[Records to use — start]
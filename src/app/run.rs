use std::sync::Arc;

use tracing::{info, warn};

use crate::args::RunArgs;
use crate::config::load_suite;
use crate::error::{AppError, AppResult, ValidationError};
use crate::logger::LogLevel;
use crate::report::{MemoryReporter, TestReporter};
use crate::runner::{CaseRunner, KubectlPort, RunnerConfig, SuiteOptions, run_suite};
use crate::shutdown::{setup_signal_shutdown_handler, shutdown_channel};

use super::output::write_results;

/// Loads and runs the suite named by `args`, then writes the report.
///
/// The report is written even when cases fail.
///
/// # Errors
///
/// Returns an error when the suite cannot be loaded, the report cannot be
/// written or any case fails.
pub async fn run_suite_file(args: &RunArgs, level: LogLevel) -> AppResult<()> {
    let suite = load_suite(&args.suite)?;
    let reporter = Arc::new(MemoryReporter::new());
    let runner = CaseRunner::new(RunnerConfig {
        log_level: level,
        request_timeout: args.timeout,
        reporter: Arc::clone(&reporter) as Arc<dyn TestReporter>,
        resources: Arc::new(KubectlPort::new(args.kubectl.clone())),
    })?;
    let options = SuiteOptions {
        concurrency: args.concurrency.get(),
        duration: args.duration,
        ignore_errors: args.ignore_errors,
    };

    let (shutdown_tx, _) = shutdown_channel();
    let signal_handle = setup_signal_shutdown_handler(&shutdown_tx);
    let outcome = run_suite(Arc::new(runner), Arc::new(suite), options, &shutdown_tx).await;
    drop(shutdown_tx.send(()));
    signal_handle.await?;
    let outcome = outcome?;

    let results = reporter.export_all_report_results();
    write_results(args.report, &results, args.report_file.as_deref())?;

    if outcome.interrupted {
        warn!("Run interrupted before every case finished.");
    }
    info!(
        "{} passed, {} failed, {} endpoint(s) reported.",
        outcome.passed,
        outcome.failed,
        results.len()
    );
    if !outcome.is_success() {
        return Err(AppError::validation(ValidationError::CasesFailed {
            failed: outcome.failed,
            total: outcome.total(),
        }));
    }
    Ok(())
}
[Records to use — finish]
[Records to use — start]
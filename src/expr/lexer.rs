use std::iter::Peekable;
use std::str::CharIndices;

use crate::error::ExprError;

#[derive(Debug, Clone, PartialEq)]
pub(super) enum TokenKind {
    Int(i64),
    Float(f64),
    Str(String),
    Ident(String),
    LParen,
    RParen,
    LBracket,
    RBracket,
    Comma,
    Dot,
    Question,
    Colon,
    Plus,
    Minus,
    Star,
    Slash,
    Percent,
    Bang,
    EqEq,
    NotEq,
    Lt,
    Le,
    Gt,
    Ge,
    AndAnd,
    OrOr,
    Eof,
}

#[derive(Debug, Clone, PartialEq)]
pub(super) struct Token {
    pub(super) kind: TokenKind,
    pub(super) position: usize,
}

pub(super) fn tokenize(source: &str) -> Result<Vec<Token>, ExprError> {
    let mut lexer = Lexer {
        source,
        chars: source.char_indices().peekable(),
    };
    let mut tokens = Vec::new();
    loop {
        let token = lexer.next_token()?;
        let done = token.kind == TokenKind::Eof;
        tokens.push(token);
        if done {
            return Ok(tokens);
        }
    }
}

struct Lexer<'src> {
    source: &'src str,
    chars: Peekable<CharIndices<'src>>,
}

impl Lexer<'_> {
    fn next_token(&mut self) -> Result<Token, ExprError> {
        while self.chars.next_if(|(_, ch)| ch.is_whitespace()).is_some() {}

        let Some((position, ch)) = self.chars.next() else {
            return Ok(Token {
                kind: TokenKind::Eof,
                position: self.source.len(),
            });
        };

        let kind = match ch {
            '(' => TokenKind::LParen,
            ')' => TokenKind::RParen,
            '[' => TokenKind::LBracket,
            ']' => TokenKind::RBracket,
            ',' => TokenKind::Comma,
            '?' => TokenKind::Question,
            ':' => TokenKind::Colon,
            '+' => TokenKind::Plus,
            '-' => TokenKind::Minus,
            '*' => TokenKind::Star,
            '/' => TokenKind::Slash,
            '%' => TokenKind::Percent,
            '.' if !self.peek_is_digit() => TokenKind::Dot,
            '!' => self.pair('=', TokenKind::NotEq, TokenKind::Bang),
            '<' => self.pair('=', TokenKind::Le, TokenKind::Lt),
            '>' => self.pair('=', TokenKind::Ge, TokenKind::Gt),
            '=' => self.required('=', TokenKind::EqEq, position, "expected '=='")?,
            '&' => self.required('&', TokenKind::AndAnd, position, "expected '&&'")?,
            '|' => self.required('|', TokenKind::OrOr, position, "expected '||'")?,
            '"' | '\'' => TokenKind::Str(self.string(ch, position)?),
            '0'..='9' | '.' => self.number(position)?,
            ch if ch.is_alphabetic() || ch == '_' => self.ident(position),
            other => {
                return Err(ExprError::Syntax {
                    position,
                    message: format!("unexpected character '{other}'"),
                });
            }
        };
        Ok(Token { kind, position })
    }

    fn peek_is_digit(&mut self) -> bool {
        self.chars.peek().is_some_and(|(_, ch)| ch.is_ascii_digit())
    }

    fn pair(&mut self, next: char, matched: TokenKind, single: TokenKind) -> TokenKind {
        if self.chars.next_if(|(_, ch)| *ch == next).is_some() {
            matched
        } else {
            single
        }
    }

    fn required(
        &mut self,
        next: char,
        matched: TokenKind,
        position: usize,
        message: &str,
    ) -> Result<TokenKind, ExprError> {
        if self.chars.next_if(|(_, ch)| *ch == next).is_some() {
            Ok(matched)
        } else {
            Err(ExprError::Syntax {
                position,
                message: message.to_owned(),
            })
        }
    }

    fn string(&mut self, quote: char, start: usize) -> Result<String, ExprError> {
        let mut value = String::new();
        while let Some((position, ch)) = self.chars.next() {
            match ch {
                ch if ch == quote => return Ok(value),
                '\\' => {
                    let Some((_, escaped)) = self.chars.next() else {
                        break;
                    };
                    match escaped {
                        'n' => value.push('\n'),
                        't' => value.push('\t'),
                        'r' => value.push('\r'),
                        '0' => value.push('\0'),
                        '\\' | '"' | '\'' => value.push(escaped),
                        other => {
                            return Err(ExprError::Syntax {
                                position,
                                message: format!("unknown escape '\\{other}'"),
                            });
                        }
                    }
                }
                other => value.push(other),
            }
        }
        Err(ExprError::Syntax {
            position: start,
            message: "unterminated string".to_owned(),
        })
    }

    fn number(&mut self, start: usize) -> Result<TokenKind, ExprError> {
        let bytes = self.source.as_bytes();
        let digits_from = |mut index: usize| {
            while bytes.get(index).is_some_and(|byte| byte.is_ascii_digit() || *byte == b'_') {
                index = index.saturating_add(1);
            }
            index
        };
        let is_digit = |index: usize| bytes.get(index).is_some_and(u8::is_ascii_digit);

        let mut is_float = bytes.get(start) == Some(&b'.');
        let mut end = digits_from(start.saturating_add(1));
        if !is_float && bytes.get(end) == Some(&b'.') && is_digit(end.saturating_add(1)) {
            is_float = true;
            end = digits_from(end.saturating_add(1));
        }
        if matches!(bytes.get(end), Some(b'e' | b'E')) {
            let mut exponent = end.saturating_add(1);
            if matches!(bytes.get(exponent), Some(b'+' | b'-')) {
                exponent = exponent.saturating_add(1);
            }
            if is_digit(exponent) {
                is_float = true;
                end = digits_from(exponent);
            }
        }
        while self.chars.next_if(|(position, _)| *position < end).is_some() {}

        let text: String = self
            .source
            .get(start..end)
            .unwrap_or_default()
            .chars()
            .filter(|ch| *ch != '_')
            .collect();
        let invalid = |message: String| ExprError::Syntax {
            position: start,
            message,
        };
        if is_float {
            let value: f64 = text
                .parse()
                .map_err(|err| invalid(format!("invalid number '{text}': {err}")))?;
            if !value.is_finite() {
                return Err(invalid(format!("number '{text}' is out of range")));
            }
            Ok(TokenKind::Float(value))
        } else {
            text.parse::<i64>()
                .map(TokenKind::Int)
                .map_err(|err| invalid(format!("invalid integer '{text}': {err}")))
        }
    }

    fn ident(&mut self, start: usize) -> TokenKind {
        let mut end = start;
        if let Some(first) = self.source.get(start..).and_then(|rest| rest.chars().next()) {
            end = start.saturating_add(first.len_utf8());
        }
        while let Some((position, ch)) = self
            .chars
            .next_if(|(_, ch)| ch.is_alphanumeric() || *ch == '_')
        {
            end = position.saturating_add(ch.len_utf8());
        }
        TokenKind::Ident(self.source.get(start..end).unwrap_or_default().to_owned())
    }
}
[Records to use — finish]
> Problem to work on
Where "push" occurs in a line of the data above, count that line. Give the final count and no other words.

> Answer space
7